Last case in point: I wholeheartedly agreed with the NCCA when it protested the Palace snub of Ms. Aunor, but also wholeheartedly disagreed with the NCCA when it reportedly protested allowing the use of our national heroes’ names for such popular products as beer. (Think “Cerveza Rizal” or “Mabini Beer.”) The reason given by objectors was that it would be a sign of disrespect for these heroes to associate something as morally undesirable as alcohol with them.

Really? Which planet are we on? Didn’t our heroes drink beer and stiffer forms of alcohol—in spite (or dare I say because) of which they performed heroic deeds, anyway? Rizal complained that his fellow ilustrados in Spain drank and womanized too much, but that hardly meant that he was completely abstemious in either department. He didn’t care much for hard liquor, but drank beer (like me, on whom single malt would be a total waste). George Washington was a beer guy as well, and even famously left a handwritten recipe for his own brew (later marketed in an “Ales of the Revolution” line). So will the moral police please lighten up? If Nora’s good enough to be a National Artist, then Jose Rizal should be good enough to go on a beer bottle, and I’ll hoist many a cold Rizal in his own honor.

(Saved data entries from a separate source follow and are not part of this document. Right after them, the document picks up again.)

#[derive(Debug, Clone, PartialEq, Serialize, Deserialize)]
#[serde(rename_all = "camelCase")]
pub struct ModelSourceDocument {
    pub name: String,
    #[serde(default)]
    pub translator: Option<String>,
    #[serde(default)]
    pub jndi_name: Option<String>,
}

// ========== Extensions ==========

#[derive(Debug, Clone, PartialEq, Serialize, Deserialize)]
#[serde(rename_all = "camelCase")]
pub struct ExtensionNode {
    /// Key into the extension registry
    pub kind: String,
    #[serde(default)]
    pub attributes: BTreeMap<String, Literal>,
    #[serde(default)]
    pub children: Vec<LanguageObject>,
}
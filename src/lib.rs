//! # Datagraph - Sequenced Metadata Graph
//!
//! Turns parsed SQL commands and VDB documents into a persistent node graph and keeps a
//! set of externally declared data sources mirrored in that graph.
//!
//! Datagraph provides:
//! - A path-addressed node graph over SQLite with session-scoped transactions
//! - A `UnitOfWork` transaction boundary with a strict state machine
//! - A sequencer mapping command/document trees onto node subtrees
//! - A type resolver registry exposing typed domain facades over raw nodes
//! - A reconciliation engine that diffs desired sources against persisted ones

pub mod graph;
pub mod uow;
pub mod lexicon;
pub mod sequencer;
pub mod model;
pub mod sync;
pub mod server;
pub mod watcher;
pub mod config;
pub mod ui;

// Re-exports for convenient access
pub use graph::{GraphStore, LockMode, NodePath, Property, PropertyValue, NodeSnapshot};
pub use uow::{UnitOfWork, TransactionState, UowId};
pub use sequencer::{Sequencer, SequenceOutcome};
pub use model::{TypeRegistry, DomainObject, DomainKind, WorkspaceManager};
pub use sync::{ReconciliationEngine, ReconcileReport, ExternalSource, SourceEvent};

/// Result type alias for Datagraph operations
pub type Result<T> = std::result::Result<T, Error>;

/// Error types for Datagraph operations
#[derive(Debug, Clone, PartialEq, thiserror::Error)]
pub enum Error {
    #[error("Parse error: {0}")]
    Parse(String),

    #[error("Sequencing error: {0}")]
    Sequencing(String),

    #[error("Invalid transaction state: {0}")]
    TransactionState(String),

    #[error("Type mismatch at {path}: expected {expected}, found {actual}")]
    TypeMismatch {
        path: String,
        expected: String,
        actual: String,
    },

    #[error("Conflict: {0}")]
    Conflict(String),

    #[error("External source '{id}': {message}")]
    ExternalSource { id: String, message: String },

    #[error("Storage error: {0}")]
    Storage(String),

    #[error("Node not found: {0}")]
    NodeNotFound(String),

    #[error("Invalid path: {0}")]
    InvalidPath(String),

    #[error("Config error: {0}")]
    Config(String),
}

impl Error {
    /// Misuse of the API rather than a runtime condition; not recoverable within a request.
    pub fn is_programming_error(&self) -> bool {
        matches!(self, Error::TransactionState(_) | Error::TypeMismatch { .. })
    }

    /// Failures a caller may retry in a later transaction or reconciliation cycle.
    pub fn is_recoverable(&self) -> bool {
        matches!(self, Error::Conflict(_) | Error::ExternalSource { .. })
    }

    /// Whether this error leaves the surrounding transaction unusable.
    pub(crate) fn poisons_transaction(&self) -> bool {
        matches!(self, Error::Conflict(_) | Error::Storage(_))
    }

    pub(crate) fn external(id: &str, message: impl std::fmt::Display) -> Self {
        Error::ExternalSource {
            id: id.to_string(),
            message: message.to_string(),
        }
    }
}

impl From<rusqlite::Error> for Error {
    fn from(err: rusqlite::Error) -> Self {
        if let rusqlite::Error::SqliteFailure(failure, _) = &err {
            if matches!(
                failure.code,
                rusqlite::ErrorCode::DatabaseBusy | rusqlite::ErrorCode::DatabaseLocked
            ) {
                return Error::Conflict(err.to_string());
            }
        }
        Error::Storage(err.to_string())
    }
}

impl From<std::io::Error> for Error {
    fn from(err: std::io::Error) -> Self {
        Error::Storage(err.to_string())
    }
}

#[cfg(test)]
mod tests {
    use super::*;

    #[test]
    fn test_busy_maps_to_conflict() {
        let err = rusqlite::Error::SqliteFailure(
            rusqlite::ffi::Error::new(rusqlite::ffi::SQLITE_BUSY),
            Some("database is locked".into()),
        );
        assert!(matches!(Error::from(err), Error::Conflict(_)));
    }

    #[test]
    fn test_other_sqlite_errors_map_to_storage() {
        let err = rusqlite::Error::QueryReturnedNoRows;
        assert!(matches!(Error::from(err), Error::Storage(_)));
    }

    #[test]
    fn test_classification() {
        assert!(Error::TransactionState("done".into()).is_programming_error());
        assert!(Error::TypeMismatch {
            path: "/a".into(),
            expected: "x".into(),
            actual: "y".into()
        }
        .is_programming_error());
        assert!(Error::Conflict("busy".into()).is_recoverable());
        assert!(Error::external("pg1", "refused").is_recoverable());
        assert!(!Error::Parse("bad".into()).is_recoverable());
    }
}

Heroes aren’t heroes because they’re perfect human beings; they’re heroes because—despite some truly terrible character flaws and peccadilloes (one of them even shot his wife, remember?)—they left something indelible to the national spirit and imagination, enough for us to think of ourselves as a nation. Heroes and National Artists (the real ones and the best ones) can do that; politicians—whether in prison or in the Palace—can’t.